Al centro c’è la vita di Lucy, che cambia al ritmo vorticoso dei chiaroscuri delle persone che la circondano: per l’assenza del padre alcolizzato, a causa delle preoccupazioni per la sorte del fratello sordo, con la bellezza delle estati in Irlanda a casa del nonno, seguendo le passioni passeggere di una madre bella, adorata e irraggiungibile. Per Londra, città dove Lucy si ritrova a studiare tentando di lasciarsi dietro ogni legame.
Ma il passato non lo si può imbrigliare: una volta laureata, Lucy ritorna in Irlanda, nel Donegal, nel vecchio cottage che il nonno, ormai morto, le ha lasciato. Ed è qui, in compagnia di un paesaggio inospitale e selvatico, che la ragazza lascia libero sfogo alla sua memoria con ricordi taglienti e impetuosi come la natura che la circonda. Sono pensieri che hanno il sapore dell’infanzia, del legame profondo con la madre, degli amori bambini, delle ambizioni pailletteate dell’adolescenza. Perché andando incontro all’età adulta, Lucy ha capito quello che non vuole essere. Ed è certa che, per cambiare, deve ripartire da ciò che è stata.
“Sono continuamente alla ricerca di qualcosa che non so esprimere, continuamente sradicata e in fuga, mossa da un sentire astratto nel profondo della pancia. E se non avessi fatto bene a lasciare Londra? E se questo non fosse il modo giusto di vivere? Forse è meglio desiderare cose concrete, come corpi e oggetti. Tutto quello che voglio è invisibile. Le cose invisibili hanno un valore?”.
Sono parole esplosive, istintive, sature di sensazioni, che si infilano sottopelle e lì restano in attesa. Lucy domanda, chiede, pensa, cerca. Abbandona ogni certezza. Lascia libero sfogo a un’esperienza umana in cui il sentire diventa prioritario e annulla ogni pretesa di oggettività.
“È tutto fuori controllo. Va a rotoli, si spacca. Il mondo che ho costruito si sta spezzando. Squarciato dalle sue dita ruvide. Il nostro passato cade a secchiate come pioggia dal cielo, rimbalzando sull’asfalto e frantumandosi attorno ai miei piedi. Credevo di essermi trasformata in qualcosa di diverso, ma le persone che ti hanno dato forma resteranno sempre con te.”
“Acqua salata” è un libro bellissimo. Un romanzo di formazione e, soprattutto, di accettazione: del passato, che non si può cambiare ma che si deve usare per ricostruire; di sé stessi, al netto di sogni e aspettative che possono e devono necessariamente non avere nulla a che fare con quelli degli altri; di una famiglia, rattoppata e poetica, alla quale non si può rinunciare. E, tutto, sempre senza avere rimpianti.

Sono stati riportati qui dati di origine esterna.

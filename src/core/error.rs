//! Error handling for pantry
//!
//! This module provides the error types and user-friendly error reporting for
//! the pantry environment manager. The error system is designed around two
//! core principles:
//! 1. **Strongly-typed errors** for precise error handling in code
//! 2. **User-friendly messages** with actionable suggestions for CLI users
//!
//! # Architecture
//!
//! The error system consists of two main types:
//! - [`PantryError`] - Enumerated error types for all failure cases
//! - [`ErrorContext`] - Wrapper that adds user-friendly messages and suggestions
//!
//! # Error Categories
//!
//! - **Not-found**: [`PantryError::ManifestNotFound`],
//!   [`PantryError::PackageNotFoundInRegistry`], [`PantryError::LocalPathMissing`]
//! - **Transient I/O**: [`PantryError::FetchFailed`], [`PantryError::ExtractFailed`],
//!   [`PantryError::CacheInsertFailed`], [`PantryError::SymlinkFailed`]
//! - **Invariant**: [`PantryError::DuplicateLockfileEntry`],
//!   [`PantryError::InvalidEnvHash`], [`PantryError::UnknownSourceTag`]
//! - **Permission**: [`PantryError::PermissionDenied`]
//!
//! Per-package errors (the transient I/O group) are recovered into the batch
//! results and folded into the install summary; only batch-wide setup errors
//! abort an installation. The not-found and invariant groups are fatal for
//! the call that raised them.
//!
//! # Examples
//!
//! ```rust,no_run
//! use pantry_cli::core::{ErrorContext, PantryError};
//!
//! let error = PantryError::ManifestNotFound { dir: "/tmp/proj".to_string() };
//! let context = ErrorContext::new(error)
//!     .with_suggestion("Create a deps.yaml file in your project directory");
//! context.display();
//! ```

use colored::Colorize;
use std::fmt;
use thiserror::Error;

/// The main error type for pantry operations.
///
/// Each variant represents a specific failure mode and carries the context
/// needed to report it: package names, paths, and underlying reasons. The
/// messages are written for end users, so a bare `{}` rendering of any
/// variant is suitable for CLI display.
#[derive(Error, Debug)]
pub enum PantryError {
    /// No recognized dependency manifest was found at or above a directory.
    ///
    /// The detector walks at most 10 parent levels before giving up, so this
    /// error also fires for projects nested deeper than that below their
    /// manifest.
    #[error("no dependency manifest found at or above: {dir}")]
    ManifestNotFound {
        /// The directory where the upward search started
        dir: String,
    },

    /// A manifest file exists but could not be parsed.
    #[error("failed to parse manifest {file}: {reason}")]
    ManifestParseError {
        /// Path of the manifest file
        file: String,
        /// Parser error detail
        reason: String,
    },

    /// A package name has no entry in the registry.
    ///
    /// This is the only per-package error that can be escalated to abort a
    /// whole batch; all other per-package failures are recorded and the
    /// batch continues.
    #[error("package '{name}' not found in registry")]
    PackageNotFoundInRegistry {
        /// The requested package name
        name: String,
    },

    /// Downloading a package distribution failed.
    #[error("failed to fetch {url}: {reason}")]
    FetchFailed {
        /// The distribution URL that failed
        url: String,
        /// Transport-level failure detail
        reason: String,
    },

    /// Unpacking a downloaded archive failed.
    #[error("failed to extract {name}@{version}: {reason}")]
    ExtractFailed {
        /// Package name
        name: String,
        /// Resolved version being extracted
        version: String,
        /// Extraction failure detail
        reason: String,
    },

    /// Moving an unpacked package into the package cache failed.
    #[error("failed to store {name}@{version} in package cache: {reason}")]
    CacheInsertFailed {
        /// Package name
        name: String,
        /// Resolved version
        version: String,
        /// Filesystem failure detail
        reason: String,
    },

    /// Creating a symlink into an environment directory failed.
    #[error("failed to create symlink {path}: {reason}")]
    SymlinkFailed {
        /// The link path that could not be created
        path: String,
        /// Filesystem failure detail
        reason: String,
    },

    /// The installation was cancelled before this package completed.
    #[error("installation cancelled")]
    Cancelled,

    /// A local dependency points at a directory that does not exist.
    ///
    /// Surfaced as a warning at the batch level; the batch itself continues.
    #[error("local dependency '{name}' target does not exist: {path}")]
    LocalPathMissing {
        /// Display name of the local dependency
        name: String,
        /// The resolved target path that was checked
        path: String,
    },

    /// Two lockfile entries resolved to the same `<name>@<version>` key.
    #[error("duplicate lockfile entry: {key}")]
    DuplicateLockfileEntry {
        /// The colliding `<name>@<version>` key
        key: String,
    },

    /// An environment hash argument was not 32 hex characters.
    #[error("invalid environment hash '{value}': expected 32 hex characters")]
    InvalidEnvHash {
        /// The rejected argument
        value: String,
    },

    /// A lockfile or manifest carried a source tag this build does not know.
    #[error("unknown package source tag: {tag}")]
    UnknownSourceTag {
        /// The unrecognized tag
        tag: String,
    },

    /// An environment or cache directory is not writable.
    ///
    /// Fatal for activation: no shell code is emitted when the environment
    /// cannot be materialized.
    #[error("permission denied: {path}")]
    PermissionDenied {
        /// The path that could not be written
        path: String,
    },

    /// A project path handed to the path-mapping layer was not absolute.
    #[error("project path must be absolute: {path}")]
    ProjectPathNotAbsolute {
        /// The rejected path
        path: String,
    },

    /// No environment is known for the given fingerprint.
    #[error("no environment found for hash {hash}")]
    EnvNotFound {
        /// The fingerprint that was looked up
        hash: String,
    },

    /// IO error wrapper for [`std::io::Error`]
    #[error("IO error: {0}")]
    IoError(#[from] std::io::Error),

    /// YAML parsing error from [`serde_yaml`]
    #[error("YAML error: {0}")]
    YamlError(#[from] serde_yaml::Error),

    /// JSON error from [`serde_json`]
    #[error("JSON error: {0}")]
    JsonError(#[from] serde_json::Error),

    /// TOML serialization error from [`toml`]
    #[error("TOML serialization error: {0}")]
    TomlSerError(#[from] toml::ser::Error),

    /// TOML parsing error from [`toml`]
    #[error("TOML parse error: {0}")]
    TomlError(#[from] toml::de::Error),

    /// Generic error with a custom message
    #[error("{message}")]
    Other {
        /// The error description
        message: String,
    },
}

impl PantryError {
    /// Whether this error belongs to the per-package group that the batch
    /// recovers from (recorded in the results array) rather than propagates.
    #[must_use]
    pub const fn is_per_package(&self) -> bool {
        matches!(
            self,
            Self::PackageNotFoundInRegistry { .. }
                | Self::FetchFailed { .. }
                | Self::ExtractFailed { .. }
                | Self::CacheInsertFailed { .. }
                | Self::SymlinkFailed { .. }
                | Self::LocalPathMissing { .. }
                | Self::Cancelled
        )
    }
}

/// Error context wrapper providing user-friendly messages and suggestions.
///
/// Wraps a [`PantryError`] with an optional actionable suggestion and
/// additional detail text. Rendered to stderr by [`ErrorContext::display`]
/// with the same shape everywhere: a red `Error:` line, optional dimmed
/// details, and a green suggestion.
pub struct ErrorContext {
    /// The underlying error
    pub error: PantryError,
    /// Optional suggestion for resolving the error
    pub suggestion: Option<String>,
    /// Optional additional details about the error
    pub details: Option<String>,
}

impl ErrorContext {
    /// Create a new error context from a [`PantryError`].
    #[must_use]
    pub const fn new(error: PantryError) -> Self {
        Self { error, suggestion: None, details: None }
    }

    /// Add a suggestion for resolving the error.
    #[must_use]
    pub fn with_suggestion(mut self, suggestion: impl Into<String>) -> Self {
        self.suggestion = Some(suggestion.into());
        self
    }

    /// Add extra detail text shown below the main message.
    #[must_use]
    pub fn with_details(mut self, details: impl Into<String>) -> Self {
        self.details = Some(details.into());
        self
    }

    /// Print the error to stderr with color.
    ///
    /// Stdout is reserved for shell-consumable output, so all error
    /// rendering goes to stderr.
    pub fn display(&self) {
        eprintln!("{} {}", "Error:".red().bold(), self.error);
        if let Some(details) = &self.details {
            eprintln!("  {}", details.dimmed());
        }
        if let Some(suggestion) = &self.suggestion {
            eprintln!("  {} {}", "hint:".green().bold(), suggestion);
        }
    }
}

impl fmt::Display for ErrorContext {
    fn fmt(&self, f: &mut fmt::Formatter<'_>) -> fmt::Result {
        write!(f, "Error: {}", self.error)?;
        if let Some(details) = &self.details {
            write!(f, "\n  {details}")?;
        }
        if let Some(suggestion) = &self.suggestion {
            write!(f, "\n  hint: {suggestion}")?;
        }
        Ok(())
    }
}

/// Convert any error into a user-friendly [`ErrorContext`].
///
/// Recognizes [`PantryError`] variants and attaches an appropriate
/// suggestion; anything else is wrapped as [`PantryError::Other`] using the
/// full anyhow chain so context added with `.context(..)` is preserved.
#[must_use]
pub fn user_friendly_error(err: anyhow::Error) -> ErrorContext {
    match err.downcast::<PantryError>() {
        Ok(error) => {
            let suggestion = match &error {
                PantryError::ManifestNotFound { .. } => {
                    Some("create a deps.yaml listing your dependencies, or cd into a project that has one")
                }
                PantryError::PackageNotFoundInRegistry { .. } => {
                    Some("check the package name; `pantry env:list` shows what is already installed")
                }
                PantryError::FetchFailed { .. } => Some("check your network connection and retry"),
                PantryError::PermissionDenied { .. } => {
                    Some("check ownership of ~/.pantry and the project directory")
                }
                PantryError::InvalidEnvHash { .. } => {
                    Some("pass the 32-character hash printed by `pantry env:list`")
                }
                _ => None,
            };
            let ctx = ErrorContext::new(error);
            match suggestion {
                Some(s) => ctx.with_suggestion(s),
                None => ctx,
            }
        }
        Err(other) => ErrorContext::new(PantryError::Other { message: format!("{other:#}") }),
    }
}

Il cuore del romanzo è la scrittura della Andrews: vorticosa, insaziabile, capace di passare dalla prosa alla poesia, di mischiare i tempi narrativi senza mai far perdere il filo al lettore ma aprendo uno squarcio palpitante nell’anima di Lucy.
“Una volta che hai respirato la polvere, non puoi più liberartene. Tutte le cose importanti contengono il loro opposto.”
Un libro perfetto per chi si perde anche con in mano una mappa, per tutti quelli che cantano ancora le canzoni degli Oasis, per quelle che indossano paillettes anche alla luce del sole, per chi sceglie di cadere senza preoccuparsi di quanto possa farsi male ma solo per la curiosità di vedere come va a finire.